Would love to get the info publically if you'd be willing


----------



## pbowman (Feb 24, 2004)

*here goes . . .*

i sent the PM originally because my post ended up being quite long. here is what i sent chefpels:

i did it for one summer in colorado, take this picture and insert pop-up between truck and raft. http://www.mountainbuzz.com/forums/members/609-albums385-picture1875.jpg

my set up was a f150, a fleetwood taos pop-up (8 x 6 box, the smallest size), and a 4 x 10 utility trailer with 15ft raft. it is legal to do in colorado, and i passed several cops on my summer trips that did not pull me over. one requirement in colorado is that the middle trailer (pop up in my case) has to have trailer brakes.

i had to build the rear receiver hitch for my pop-up, no hitch shops would install one and the estimate i got from a local welder was $700. i pieced it together with heavy angle iron from a local steel shop and a HF bolt on bumper receiver hitch. i spent about $200 on my hitch. 

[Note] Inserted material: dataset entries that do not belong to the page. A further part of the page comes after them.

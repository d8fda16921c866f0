//! Built-in effect handlers.
//!
//! Handlers receive parameters that already passed [`super::prepare`], so
//! required fields are present; the `MissingField` fallbacks below only
//! guard direct calls.

use glam::Vec3;

use super::{EffectCategory, EffectError, EffectFn, EffectKind, EffectOutcome, EffectParams, EffectServices};
use crate::combat::{DamageOptions, DamageRequest, DamageType, HealRequest};

pub(super) fn all() -> [(EffectKind, EffectCategory, EffectFn); 10] {
    [
        (EffectKind::Damage, EffectCategory::Damage, damage),
        (EffectKind::Heal, EffectCategory::Healing, heal),
        (EffectKind::ApplyCondition, EffectCategory::Condition, apply_condition),
        (EffectKind::RemoveCondition, EffectCategory::Condition, remove_condition),
        (EffectKind::Cleanse, EffectCategory::Condition, cleanse),
        (EffectKind::ApplyModifier, EffectCategory::StatUtility, apply_modifier),
        (EffectKind::RemoveModifier, EffectCategory::StatUtility, remove_modifier),
        (EffectKind::RestoreResource, EffectCategory::StatUtility, restore_resource),
        (EffectKind::Knockback, EffectCategory::Movement, knockback),
        (EffectKind::Pull, EffectCategory::Movement, pull),
    ]
}

fn require<T: Clone>(kind: EffectKind, field: &'static str, value: &Option<T>) -> Result<T, EffectError> {
    value.clone().ok_or(EffectError::MissingField { kind, field })
}

fn options(params: &EffectParams) -> DamageOptions {
    DamageOptions {
        damage_type: params.damage_type.unwrap_or(DamageType::Physical),
        force_crit: params.force_crit,
        periodic: params.periodic,
        ignorable: params.ignorable,
    }
}

// ============================================================================
// Damage / Healing
// ============================================================================

fn damage(params: &EffectParams, services: &mut dyn EffectServices) -> Result<EffectOutcome, EffectError> {
    let base = require(EffectKind::Damage, "amount", &params.amount)?;
    let event = services.deal_damage(DamageRequest::new(params.source, params.target, base, options(params)))?;
    Ok(EffectOutcome::Damage {
        amount: event.amount,
        absorbed: event.absorbed,
        critical: event.critical,
        killing_blow: event.killing_blow,
    })
}

fn heal(params: &EffectParams, services: &mut dyn EffectServices) -> Result<EffectOutcome, EffectError> {
    let base = require(EffectKind::Heal, "amount", &params.amount)?;
    let event = services.heal(HealRequest::new(params.source, params.target, base, options(params)))?;
    Ok(EffectOutcome::Heal {
        amount: event.amount,
        overheal: event.overheal,
        critical: event.critical,
    })
}

// ============================================================================
// Conditions
// ============================================================================

fn apply_condition(params: &EffectParams, services: &mut dyn EffectServices) -> Result<EffectOutcome, EffectError> {
    let condition = require(EffectKind::ApplyCondition, "condition", &params.condition)?;
    let mut data = params.data.clone().unwrap_or_default();
    if data.source.is_none() {
        data.source = params.source;
    }

    let applied = services.apply_condition(
        params.target,
        &condition,
        params.stacks.unwrap_or(1),
        params.duration,
        data,
    )?;
    Ok(EffectOutcome::ConditionApplied {
        condition,
        stacks: applied.stacks,
        transformed_into: applied.transformed_into,
    })
}

fn remove_condition(params: &EffectParams, services: &mut dyn EffectServices) -> Result<EffectOutcome, EffectError> {
    let condition = require(EffectKind::RemoveCondition, "condition", &params.condition)?;
    let remaining_stacks = services.remove_condition(params.target, &condition, params.all_stacks)?;
    Ok(EffectOutcome::ConditionRemoved {
        condition,
        remaining_stacks,
    })
}

fn cleanse(params: &EffectParams, services: &mut dyn EffectServices) -> Result<EffectOutcome, EffectError> {
    let removed = services.cleanse(params.target, params.category)?;
    Ok(EffectOutcome::Cleansed { removed })
}

// ============================================================================
// Stats / Resources
// ============================================================================

fn apply_modifier(params: &EffectParams, services: &mut dyn EffectServices) -> Result<EffectOutcome, EffectError> {
    let spec = require(EffectKind::ApplyModifier, "modifier", &params.modifier)?;
    let id = services.apply_modifier(params.target, spec)?;
    Ok(EffectOutcome::ModifierApplied(id))
}

fn remove_modifier(params: &EffectParams, services: &mut dyn EffectServices) -> Result<EffectOutcome, EffectError> {
    if let Some(id) = params.modifier_id {
        services.remove_modifier(params.target, id)?;
        return Ok(EffectOutcome::ModifiersRemoved(vec![id]));
    }
    let source = require(EffectKind::RemoveModifier, "modifier_id or modifier_source", &params.modifier_source)?;
    Ok(EffectOutcome::ModifiersRemoved(
        services.remove_modifiers_by_source(params.target, &source),
    ))
}

fn restore_resource(params: &EffectParams, services: &mut dyn EffectServices) -> Result<EffectOutcome, EffectError> {
    let amount = require(EffectKind::RestoreResource, "amount", &params.amount)?;
    if !services.is_alive(params.target) {
        return Err(EffectError::TargetNotAlive(params.target));
    }
    let gained = services.restore_resource(params.target, amount)?;
    Ok(EffectOutcome::ResourceRestored { amount: gained })
}

// ============================================================================
// Movement
// ============================================================================

/// Point the target is displaced relative to: explicit origin, else the
/// source's position.
fn anchor(kind: EffectKind, params: &EffectParams, services: &dyn EffectServices) -> Result<Vec3, EffectError> {
    if let Some(origin) = params.origin {
        return Ok(origin);
    }
    let source = require(kind, "origin or source", &params.source)?;
    Ok(services.position(source)?)
}

fn horizontal(v: Vec3) -> Vec3 {
    Vec3::new(v.x, 0.0, v.z)
}

fn knockback(params: &EffectParams, services: &mut dyn EffectServices) -> Result<EffectOutcome, EffectError> {
    let distance = require(EffectKind::Knockback, "distance", &params.distance)?;
    if !services.is_alive(params.target) {
        return Err(EffectError::TargetNotAlive(params.target));
    }
    let anchor = anchor(EffectKind::Knockback, params, services)?;
    let from = services.position(params.target)?;
    // Targets standing on the anchor are pushed along +Z.
    let away = horizontal(from - anchor).try_normalize().unwrap_or(Vec3::Z);
    let to = from + away * distance;
    services.set_position(params.target, to)?;
    Ok(EffectOutcome::Displaced { from, to })
}

fn pull(params: &EffectParams, services: &mut dyn EffectServices) -> Result<EffectOutcome, EffectError> {
    let distance = require(EffectKind::Pull, "distance", &params.distance)?;
    if !services.is_alive(params.target) {
        return Err(EffectError::TargetNotAlive(params.target));
    }
    let anchor = anchor(EffectKind::Pull, params, services)?;
    let from = services.position(params.target)?;
    let offset = horizontal(anchor - from);
    // Never pulled past the anchor.
    let step = offset.length().min(distance);
    let to = from + offset.normalize_or_zero() * step;
    services.set_position(params.target, to)?;
    Ok(EffectOutcome::Displaced { from, to })
}

#[cfg(test)]
mod tests {
    use super::*;

    #[test]
    fn registration_table_is_complete() {
        use strum::IntoEnumIterator;
        let table = all();
        for kind in EffectKind::iter() {
            assert!(table.iter().any(|(k, _, _)| *k == kind), "{kind} missing");
        }
    }

    #[test]
    fn damage_options_carry_flags() {
        let params = EffectParams::new(crate::entity::EntityId(1))
            .amount(3.0)
            .damage_type(DamageType::Fire)
            .periodic();
        let opts = options(&params);
        assert_eq!(opts.damage_type, DamageType::Fire);
        assert!(opts.periodic);
        assert_eq!(opts.force_crit, None);
    }
}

one thing you need to be very conscious of is the loading on the raft trailer to maintain reasonable tongue weight, but not over loading the raft trailer to cause a decrease of the pop-up tongue weight. theoretically, if you put 200# on the raft trailer tongue, the lever action thru the pop-up axle will decrease the pop-up tongue by the same amount (more/less). for my set up, i found the tongue weight of my pop-up was around 300 +/-, while the tongue weight of my raft trailer was less than 100, so there was still good tongue weight on the pop-up. the trailer i put my raft on is extremely light weight and seemed to work well for this set up, but i think some heavier utility trailers might be a problem. i was told that main objective is to always maintain significant tongue weight on the middle trailer, and that will help minimize sway in both trailers.

the only time i would see any issues with sway on the raft trailer was on long down hill stretches with lots of curves (like on vail pass or down from eisenhower), and if the pop-up got bouncing a little. my guess is that the bouncing of the pop-up would zero out the tongue weight of the raft trailer, and thus allow it to sway easily. i would handle this by keeping my speed relatively low around 50-55 on long down hills with curves. other than that, i could travel at typical highway speeds on the interstate at 65-70 with no issues.

for lights, i put a combo RV/4 pin connector on my truck, and then ran a 4 wire kit under my pop-up and zip tied it to the frame. when pulling both trailers, i just plugged them both into the combo connector on the truck and both sets of lights worked fine.

ultimately, my wife did not like towing both trailers. we sold the pop-up and bought a van to camp with instead, so now we can just pull the raft behind that. good luck with your set up. later.


----------